Dataset entries
[Start of section]
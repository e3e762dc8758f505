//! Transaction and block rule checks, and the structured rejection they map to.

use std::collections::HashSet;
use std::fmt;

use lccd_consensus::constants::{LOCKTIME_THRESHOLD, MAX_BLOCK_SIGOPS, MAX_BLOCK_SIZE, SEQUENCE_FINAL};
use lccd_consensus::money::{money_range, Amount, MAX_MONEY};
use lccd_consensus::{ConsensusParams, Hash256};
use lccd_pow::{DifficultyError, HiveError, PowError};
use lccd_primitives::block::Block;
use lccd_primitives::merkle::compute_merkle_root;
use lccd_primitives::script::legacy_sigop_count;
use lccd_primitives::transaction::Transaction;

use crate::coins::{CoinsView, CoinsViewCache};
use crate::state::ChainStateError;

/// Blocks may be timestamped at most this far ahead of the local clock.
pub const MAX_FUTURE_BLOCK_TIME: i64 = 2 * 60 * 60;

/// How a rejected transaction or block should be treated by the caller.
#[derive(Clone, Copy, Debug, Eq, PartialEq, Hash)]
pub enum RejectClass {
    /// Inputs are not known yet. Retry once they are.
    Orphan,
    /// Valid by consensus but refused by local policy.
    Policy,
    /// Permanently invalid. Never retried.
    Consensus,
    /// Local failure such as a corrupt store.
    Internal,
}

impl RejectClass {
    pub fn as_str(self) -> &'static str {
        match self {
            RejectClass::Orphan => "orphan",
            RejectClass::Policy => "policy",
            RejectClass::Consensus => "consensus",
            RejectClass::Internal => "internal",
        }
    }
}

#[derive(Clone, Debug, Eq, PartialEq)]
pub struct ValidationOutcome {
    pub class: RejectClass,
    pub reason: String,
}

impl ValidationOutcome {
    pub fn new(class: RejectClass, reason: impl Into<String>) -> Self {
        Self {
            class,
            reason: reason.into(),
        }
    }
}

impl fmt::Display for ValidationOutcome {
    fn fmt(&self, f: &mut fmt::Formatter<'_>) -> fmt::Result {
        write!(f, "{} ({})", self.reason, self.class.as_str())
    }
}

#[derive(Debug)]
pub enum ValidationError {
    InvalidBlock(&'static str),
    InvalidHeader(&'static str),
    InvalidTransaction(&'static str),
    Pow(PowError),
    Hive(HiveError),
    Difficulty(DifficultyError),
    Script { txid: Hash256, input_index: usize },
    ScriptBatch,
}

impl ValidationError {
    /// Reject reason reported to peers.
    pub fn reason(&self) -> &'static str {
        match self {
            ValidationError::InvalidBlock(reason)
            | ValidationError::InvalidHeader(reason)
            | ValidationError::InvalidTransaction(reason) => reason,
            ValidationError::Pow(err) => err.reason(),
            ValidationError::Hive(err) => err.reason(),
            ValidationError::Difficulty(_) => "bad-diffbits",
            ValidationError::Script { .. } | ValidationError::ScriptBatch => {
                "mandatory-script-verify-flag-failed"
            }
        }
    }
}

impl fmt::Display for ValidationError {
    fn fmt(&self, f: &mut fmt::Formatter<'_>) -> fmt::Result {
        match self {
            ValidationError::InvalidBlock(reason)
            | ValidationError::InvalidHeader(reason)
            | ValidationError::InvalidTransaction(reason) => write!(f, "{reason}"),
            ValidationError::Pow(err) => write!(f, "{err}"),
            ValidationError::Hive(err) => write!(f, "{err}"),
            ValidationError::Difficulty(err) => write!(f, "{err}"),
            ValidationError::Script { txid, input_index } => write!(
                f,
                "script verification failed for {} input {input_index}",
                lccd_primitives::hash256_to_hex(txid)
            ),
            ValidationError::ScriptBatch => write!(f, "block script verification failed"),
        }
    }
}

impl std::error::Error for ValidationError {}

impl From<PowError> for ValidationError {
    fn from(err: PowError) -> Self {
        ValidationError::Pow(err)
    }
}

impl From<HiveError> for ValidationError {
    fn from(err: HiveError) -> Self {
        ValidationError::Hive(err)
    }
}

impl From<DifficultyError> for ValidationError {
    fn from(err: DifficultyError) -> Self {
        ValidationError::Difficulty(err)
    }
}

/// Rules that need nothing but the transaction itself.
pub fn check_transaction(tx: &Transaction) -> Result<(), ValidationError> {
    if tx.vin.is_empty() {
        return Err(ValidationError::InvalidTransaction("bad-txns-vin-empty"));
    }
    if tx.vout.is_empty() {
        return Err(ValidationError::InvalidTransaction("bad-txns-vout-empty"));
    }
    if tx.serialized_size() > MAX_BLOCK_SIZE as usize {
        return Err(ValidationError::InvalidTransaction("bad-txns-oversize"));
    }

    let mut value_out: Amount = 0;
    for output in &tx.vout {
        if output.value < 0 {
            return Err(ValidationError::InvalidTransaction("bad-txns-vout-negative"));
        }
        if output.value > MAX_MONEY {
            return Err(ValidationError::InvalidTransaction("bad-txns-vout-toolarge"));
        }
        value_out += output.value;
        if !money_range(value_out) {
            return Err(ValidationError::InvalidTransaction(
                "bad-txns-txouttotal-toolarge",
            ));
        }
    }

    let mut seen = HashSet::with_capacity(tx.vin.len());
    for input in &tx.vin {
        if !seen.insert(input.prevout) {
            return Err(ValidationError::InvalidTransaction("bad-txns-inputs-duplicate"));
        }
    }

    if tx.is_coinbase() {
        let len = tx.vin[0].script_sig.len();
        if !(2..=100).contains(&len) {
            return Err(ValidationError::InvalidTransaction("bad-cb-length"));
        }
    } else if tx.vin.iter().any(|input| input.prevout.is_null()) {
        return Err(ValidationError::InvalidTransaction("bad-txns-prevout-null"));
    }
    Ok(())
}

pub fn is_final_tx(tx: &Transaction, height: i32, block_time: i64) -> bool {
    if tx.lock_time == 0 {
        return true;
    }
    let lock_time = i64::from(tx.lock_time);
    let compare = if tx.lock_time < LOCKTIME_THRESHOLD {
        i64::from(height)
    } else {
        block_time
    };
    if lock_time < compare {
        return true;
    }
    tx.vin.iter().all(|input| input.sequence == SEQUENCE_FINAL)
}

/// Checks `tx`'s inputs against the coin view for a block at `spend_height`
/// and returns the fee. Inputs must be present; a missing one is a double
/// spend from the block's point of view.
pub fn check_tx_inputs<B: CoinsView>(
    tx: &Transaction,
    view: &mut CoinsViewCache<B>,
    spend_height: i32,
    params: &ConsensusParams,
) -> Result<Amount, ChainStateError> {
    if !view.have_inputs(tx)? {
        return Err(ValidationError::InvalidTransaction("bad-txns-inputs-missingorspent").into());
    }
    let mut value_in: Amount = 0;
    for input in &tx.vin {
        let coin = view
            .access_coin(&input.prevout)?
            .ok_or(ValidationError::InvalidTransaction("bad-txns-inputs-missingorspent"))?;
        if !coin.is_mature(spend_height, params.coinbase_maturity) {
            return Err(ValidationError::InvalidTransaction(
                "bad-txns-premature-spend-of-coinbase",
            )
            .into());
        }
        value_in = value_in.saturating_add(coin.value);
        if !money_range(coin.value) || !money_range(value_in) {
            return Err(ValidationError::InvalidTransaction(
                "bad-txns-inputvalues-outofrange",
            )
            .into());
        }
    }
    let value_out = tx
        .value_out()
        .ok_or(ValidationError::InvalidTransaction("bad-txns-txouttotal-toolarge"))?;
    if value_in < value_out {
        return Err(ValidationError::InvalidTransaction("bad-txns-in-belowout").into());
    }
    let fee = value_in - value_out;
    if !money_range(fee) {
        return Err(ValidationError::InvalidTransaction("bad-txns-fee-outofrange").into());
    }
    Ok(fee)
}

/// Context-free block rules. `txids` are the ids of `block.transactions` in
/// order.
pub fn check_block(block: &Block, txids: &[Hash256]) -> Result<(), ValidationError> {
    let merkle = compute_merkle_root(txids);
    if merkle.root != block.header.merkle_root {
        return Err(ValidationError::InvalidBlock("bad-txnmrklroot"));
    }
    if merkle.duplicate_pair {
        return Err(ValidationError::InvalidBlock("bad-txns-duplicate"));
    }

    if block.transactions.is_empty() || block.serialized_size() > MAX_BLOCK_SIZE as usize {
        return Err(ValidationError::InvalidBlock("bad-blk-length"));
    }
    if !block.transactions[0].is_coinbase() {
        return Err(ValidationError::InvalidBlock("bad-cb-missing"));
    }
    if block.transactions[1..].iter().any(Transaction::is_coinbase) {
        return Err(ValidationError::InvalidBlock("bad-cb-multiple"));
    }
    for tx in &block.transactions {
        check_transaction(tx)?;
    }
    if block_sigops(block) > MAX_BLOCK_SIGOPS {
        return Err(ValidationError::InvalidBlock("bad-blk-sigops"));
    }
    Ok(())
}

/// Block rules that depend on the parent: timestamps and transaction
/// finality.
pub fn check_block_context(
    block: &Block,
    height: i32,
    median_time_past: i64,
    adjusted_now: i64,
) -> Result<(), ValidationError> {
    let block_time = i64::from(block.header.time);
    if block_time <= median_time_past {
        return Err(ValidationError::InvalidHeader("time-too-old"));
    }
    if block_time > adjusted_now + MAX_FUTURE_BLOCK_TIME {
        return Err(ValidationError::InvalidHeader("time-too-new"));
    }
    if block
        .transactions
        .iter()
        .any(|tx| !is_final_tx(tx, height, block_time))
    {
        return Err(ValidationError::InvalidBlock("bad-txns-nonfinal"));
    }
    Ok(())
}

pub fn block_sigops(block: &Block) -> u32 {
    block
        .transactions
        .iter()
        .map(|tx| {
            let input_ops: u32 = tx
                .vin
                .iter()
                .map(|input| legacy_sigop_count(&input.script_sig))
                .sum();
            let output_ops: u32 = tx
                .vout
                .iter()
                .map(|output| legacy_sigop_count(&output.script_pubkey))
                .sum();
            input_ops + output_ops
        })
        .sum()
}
[End of section]
[Start of section]
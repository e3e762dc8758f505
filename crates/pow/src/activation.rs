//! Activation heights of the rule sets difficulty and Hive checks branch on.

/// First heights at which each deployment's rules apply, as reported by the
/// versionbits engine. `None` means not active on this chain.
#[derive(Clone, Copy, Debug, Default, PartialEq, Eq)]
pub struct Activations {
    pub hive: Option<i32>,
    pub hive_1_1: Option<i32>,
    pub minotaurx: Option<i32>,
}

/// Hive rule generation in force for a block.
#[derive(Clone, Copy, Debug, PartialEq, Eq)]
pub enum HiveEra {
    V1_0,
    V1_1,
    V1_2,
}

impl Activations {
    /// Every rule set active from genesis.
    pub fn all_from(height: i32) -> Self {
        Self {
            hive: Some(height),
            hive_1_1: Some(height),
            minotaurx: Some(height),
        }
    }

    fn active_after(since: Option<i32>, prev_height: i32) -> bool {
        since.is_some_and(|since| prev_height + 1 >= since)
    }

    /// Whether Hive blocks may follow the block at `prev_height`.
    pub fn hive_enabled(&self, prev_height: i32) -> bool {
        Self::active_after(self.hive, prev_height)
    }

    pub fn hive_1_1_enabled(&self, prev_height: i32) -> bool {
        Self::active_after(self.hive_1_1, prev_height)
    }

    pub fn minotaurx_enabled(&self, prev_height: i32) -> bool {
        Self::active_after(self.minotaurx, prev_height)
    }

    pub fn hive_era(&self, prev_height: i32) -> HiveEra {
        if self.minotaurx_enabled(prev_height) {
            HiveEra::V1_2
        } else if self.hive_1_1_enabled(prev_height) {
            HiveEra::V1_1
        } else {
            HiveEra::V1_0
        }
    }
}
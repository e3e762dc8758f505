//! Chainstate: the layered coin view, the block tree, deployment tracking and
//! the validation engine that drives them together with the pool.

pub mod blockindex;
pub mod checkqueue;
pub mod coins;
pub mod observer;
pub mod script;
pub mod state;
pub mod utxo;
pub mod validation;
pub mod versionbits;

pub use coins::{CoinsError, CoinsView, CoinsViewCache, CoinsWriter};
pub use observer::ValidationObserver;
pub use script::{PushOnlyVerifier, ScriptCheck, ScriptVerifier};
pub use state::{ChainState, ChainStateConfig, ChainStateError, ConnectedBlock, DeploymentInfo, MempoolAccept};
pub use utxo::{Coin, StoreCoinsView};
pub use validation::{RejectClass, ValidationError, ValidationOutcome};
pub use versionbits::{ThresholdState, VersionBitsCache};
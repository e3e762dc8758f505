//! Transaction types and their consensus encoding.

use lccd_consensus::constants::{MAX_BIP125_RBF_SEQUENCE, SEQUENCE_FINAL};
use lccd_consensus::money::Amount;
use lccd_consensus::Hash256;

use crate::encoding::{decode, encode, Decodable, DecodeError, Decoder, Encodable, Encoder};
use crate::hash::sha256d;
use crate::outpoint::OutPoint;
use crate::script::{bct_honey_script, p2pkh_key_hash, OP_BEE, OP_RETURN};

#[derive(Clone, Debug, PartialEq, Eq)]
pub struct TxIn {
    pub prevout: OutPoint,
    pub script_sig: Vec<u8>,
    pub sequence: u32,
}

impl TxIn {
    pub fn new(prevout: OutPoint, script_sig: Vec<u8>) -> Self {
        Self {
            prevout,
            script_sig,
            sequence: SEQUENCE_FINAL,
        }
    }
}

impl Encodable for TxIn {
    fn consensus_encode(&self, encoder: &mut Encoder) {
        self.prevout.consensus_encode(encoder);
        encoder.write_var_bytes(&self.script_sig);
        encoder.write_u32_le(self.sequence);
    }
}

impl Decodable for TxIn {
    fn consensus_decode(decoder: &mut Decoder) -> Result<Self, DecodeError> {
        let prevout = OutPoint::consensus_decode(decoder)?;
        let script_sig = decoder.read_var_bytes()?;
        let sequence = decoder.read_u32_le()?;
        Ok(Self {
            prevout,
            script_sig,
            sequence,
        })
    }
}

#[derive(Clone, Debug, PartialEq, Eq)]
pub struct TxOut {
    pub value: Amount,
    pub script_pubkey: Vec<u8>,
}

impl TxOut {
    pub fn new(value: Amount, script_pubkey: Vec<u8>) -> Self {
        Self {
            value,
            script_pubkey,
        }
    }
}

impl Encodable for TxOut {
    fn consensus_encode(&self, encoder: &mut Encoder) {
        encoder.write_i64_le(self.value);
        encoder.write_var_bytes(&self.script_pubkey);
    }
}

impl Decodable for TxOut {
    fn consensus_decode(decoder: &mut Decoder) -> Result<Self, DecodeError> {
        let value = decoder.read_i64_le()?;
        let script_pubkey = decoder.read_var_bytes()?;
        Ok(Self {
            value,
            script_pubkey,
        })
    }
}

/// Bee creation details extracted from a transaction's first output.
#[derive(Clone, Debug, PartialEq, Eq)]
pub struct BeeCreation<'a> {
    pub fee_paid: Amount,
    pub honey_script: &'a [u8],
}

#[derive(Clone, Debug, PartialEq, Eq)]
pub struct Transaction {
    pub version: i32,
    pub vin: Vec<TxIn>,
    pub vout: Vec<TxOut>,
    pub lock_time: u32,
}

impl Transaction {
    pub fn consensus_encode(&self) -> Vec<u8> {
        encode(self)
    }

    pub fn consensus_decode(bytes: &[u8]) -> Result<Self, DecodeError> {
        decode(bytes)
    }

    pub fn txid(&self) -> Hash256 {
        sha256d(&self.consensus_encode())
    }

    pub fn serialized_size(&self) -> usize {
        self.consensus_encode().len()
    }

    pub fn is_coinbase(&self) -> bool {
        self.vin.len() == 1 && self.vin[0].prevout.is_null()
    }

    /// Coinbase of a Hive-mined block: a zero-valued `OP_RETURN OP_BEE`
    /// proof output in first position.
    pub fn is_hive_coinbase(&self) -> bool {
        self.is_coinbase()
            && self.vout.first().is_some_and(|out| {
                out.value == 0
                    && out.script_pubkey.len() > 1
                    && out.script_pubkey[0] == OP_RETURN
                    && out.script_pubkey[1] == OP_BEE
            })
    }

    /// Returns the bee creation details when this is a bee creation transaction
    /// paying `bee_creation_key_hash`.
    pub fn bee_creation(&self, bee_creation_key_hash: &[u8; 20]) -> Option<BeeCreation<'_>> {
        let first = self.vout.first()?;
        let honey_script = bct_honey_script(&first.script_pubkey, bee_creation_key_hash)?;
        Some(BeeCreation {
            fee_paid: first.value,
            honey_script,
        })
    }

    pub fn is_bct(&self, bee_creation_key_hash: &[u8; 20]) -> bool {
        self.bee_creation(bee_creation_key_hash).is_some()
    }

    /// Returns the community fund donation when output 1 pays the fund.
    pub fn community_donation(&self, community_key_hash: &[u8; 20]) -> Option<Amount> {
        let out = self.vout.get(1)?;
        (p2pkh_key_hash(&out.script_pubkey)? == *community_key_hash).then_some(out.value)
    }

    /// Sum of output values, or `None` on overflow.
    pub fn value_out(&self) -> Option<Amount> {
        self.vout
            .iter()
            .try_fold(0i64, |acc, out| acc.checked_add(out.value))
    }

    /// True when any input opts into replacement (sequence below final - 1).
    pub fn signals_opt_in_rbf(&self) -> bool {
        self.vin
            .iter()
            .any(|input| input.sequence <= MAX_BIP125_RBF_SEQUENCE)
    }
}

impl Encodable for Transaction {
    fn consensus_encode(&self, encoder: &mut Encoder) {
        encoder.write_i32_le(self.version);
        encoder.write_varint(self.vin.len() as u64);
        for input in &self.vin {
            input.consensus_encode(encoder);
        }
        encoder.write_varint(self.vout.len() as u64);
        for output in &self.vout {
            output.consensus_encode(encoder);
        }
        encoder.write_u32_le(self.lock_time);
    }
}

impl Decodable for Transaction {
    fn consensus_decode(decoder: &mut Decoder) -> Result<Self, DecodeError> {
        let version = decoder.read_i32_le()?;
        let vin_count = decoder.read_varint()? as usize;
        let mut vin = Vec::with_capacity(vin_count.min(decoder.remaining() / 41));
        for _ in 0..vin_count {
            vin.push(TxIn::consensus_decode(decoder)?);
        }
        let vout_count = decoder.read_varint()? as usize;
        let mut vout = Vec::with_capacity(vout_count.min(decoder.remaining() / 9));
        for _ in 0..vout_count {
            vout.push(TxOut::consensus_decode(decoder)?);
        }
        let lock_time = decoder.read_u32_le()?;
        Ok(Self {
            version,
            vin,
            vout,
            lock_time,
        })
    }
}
[End of section]
[Start of section]
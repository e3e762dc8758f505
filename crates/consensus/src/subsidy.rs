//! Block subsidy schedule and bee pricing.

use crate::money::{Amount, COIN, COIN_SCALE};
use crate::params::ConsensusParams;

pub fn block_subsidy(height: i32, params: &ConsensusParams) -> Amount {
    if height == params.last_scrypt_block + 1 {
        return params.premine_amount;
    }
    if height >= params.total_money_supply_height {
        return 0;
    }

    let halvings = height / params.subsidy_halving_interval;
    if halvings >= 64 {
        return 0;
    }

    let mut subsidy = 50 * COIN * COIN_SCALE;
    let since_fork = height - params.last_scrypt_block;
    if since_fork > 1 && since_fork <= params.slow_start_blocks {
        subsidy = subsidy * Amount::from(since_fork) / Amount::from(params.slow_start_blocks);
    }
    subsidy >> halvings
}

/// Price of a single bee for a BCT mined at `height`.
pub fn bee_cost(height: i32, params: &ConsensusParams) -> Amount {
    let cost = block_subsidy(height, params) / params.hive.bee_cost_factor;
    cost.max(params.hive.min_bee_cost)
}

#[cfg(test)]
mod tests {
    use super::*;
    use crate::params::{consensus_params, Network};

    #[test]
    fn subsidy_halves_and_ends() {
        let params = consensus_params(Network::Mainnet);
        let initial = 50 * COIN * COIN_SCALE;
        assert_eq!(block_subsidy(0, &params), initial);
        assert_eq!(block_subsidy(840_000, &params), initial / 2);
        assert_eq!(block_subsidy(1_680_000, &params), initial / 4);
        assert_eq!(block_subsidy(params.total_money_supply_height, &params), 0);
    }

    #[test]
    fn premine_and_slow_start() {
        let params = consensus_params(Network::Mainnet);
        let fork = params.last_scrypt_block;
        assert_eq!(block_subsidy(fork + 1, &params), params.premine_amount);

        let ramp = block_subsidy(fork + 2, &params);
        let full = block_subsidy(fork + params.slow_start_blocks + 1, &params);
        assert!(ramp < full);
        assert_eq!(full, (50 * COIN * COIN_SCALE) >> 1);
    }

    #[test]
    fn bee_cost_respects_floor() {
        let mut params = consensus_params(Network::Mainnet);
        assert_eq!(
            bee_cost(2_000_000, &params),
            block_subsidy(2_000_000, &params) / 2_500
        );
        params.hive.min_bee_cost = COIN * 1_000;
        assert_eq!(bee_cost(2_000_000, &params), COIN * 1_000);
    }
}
[End of section]
■ Work item: Only one stretch of the entries above is wanted: the lines from the one containing "pub mod coins;" through the one containing "encoder.write_i64_le(self.value);". Please reproduce it exactly.

■ Written reply:
pub mod coins;
pub mod observer;
pub mod script;
pub mod state;
pub mod utxo;
pub mod validation;
pub mod versionbits;

pub use coins::{CoinsError, CoinsView, CoinsViewCache, CoinsWriter};
pub use observer::ValidationObserver;
pub use script::{PushOnlyVerifier, ScriptCheck, ScriptVerifier};
pub use state::{ChainState, ChainStateConfig, ChainStateError, ConnectedBlock, DeploymentInfo, MempoolAccept};
pub use utxo::{Coin, StoreCoinsView};
pub use validation::{RejectClass, ValidationError, ValidationOutcome};
pub use versionbits::{ThresholdState, VersionBitsCache};
repository e3e762dc8758f505
//! Transaction types and their consensus encoding.

use lccd_consensus::constants::{MAX_BIP125_RBF_SEQUENCE, SEQUENCE_FINAL};
use lccd_consensus::money::Amount;
use lccd_consensus::Hash256;

use crate::encoding::{decode, encode, Decodable, DecodeError, Decoder, Encodable, Encoder};
use crate::hash::sha256d;
use crate::outpoint::OutPoint;
use crate::script::{bct_honey_script, p2pkh_key_hash, OP_BEE, OP_RETURN};

#[derive(Clone, Debug, PartialEq, Eq)]
pub struct TxIn {
    pub prevout: OutPoint,
    pub script_sig: Vec<u8>,
    pub sequence: u32,
}

impl TxIn {
    pub fn new(prevout: OutPoint, script_sig: Vec<u8>) -> Self {
        Self {
            prevout,
            script_sig,
            sequence: SEQUENCE_FINAL,
        }
    }
}

impl Encodable for TxIn {
    fn consensus_encode(&self, encoder: &mut Encoder) {
        self.prevout.consensus_encode(encoder);
        encoder.write_var_bytes(&self.script_sig);
        encoder.write_u32_le(self.sequence);
    }
}

impl Decodable for TxIn {
    fn consensus_decode(decoder: &mut Decoder) -> Result<Self, DecodeError> {
        let prevout = OutPoint::consensus_decode(decoder)?;
        let script_sig = decoder.read_var_bytes()?;
        let sequence = decoder.read_u32_le()?;
        Ok(Self {
            prevout,
            script_sig,
            sequence,
        })
    }
}

#[derive(Clone, Debug, PartialEq, Eq)]
pub struct TxOut {
    pub value: Amount,
    pub script_pubkey: Vec<u8>,
}

impl TxOut {
    pub fn new(value: Amount, script_pubkey: Vec<u8>) -> Self {
        Self {
            value,
            script_pubkey,
        }
    }
}

impl Encodable for TxOut {
    fn consensus_encode(&self, encoder: &mut Encoder) {
        encoder.write_i64_le(self.value);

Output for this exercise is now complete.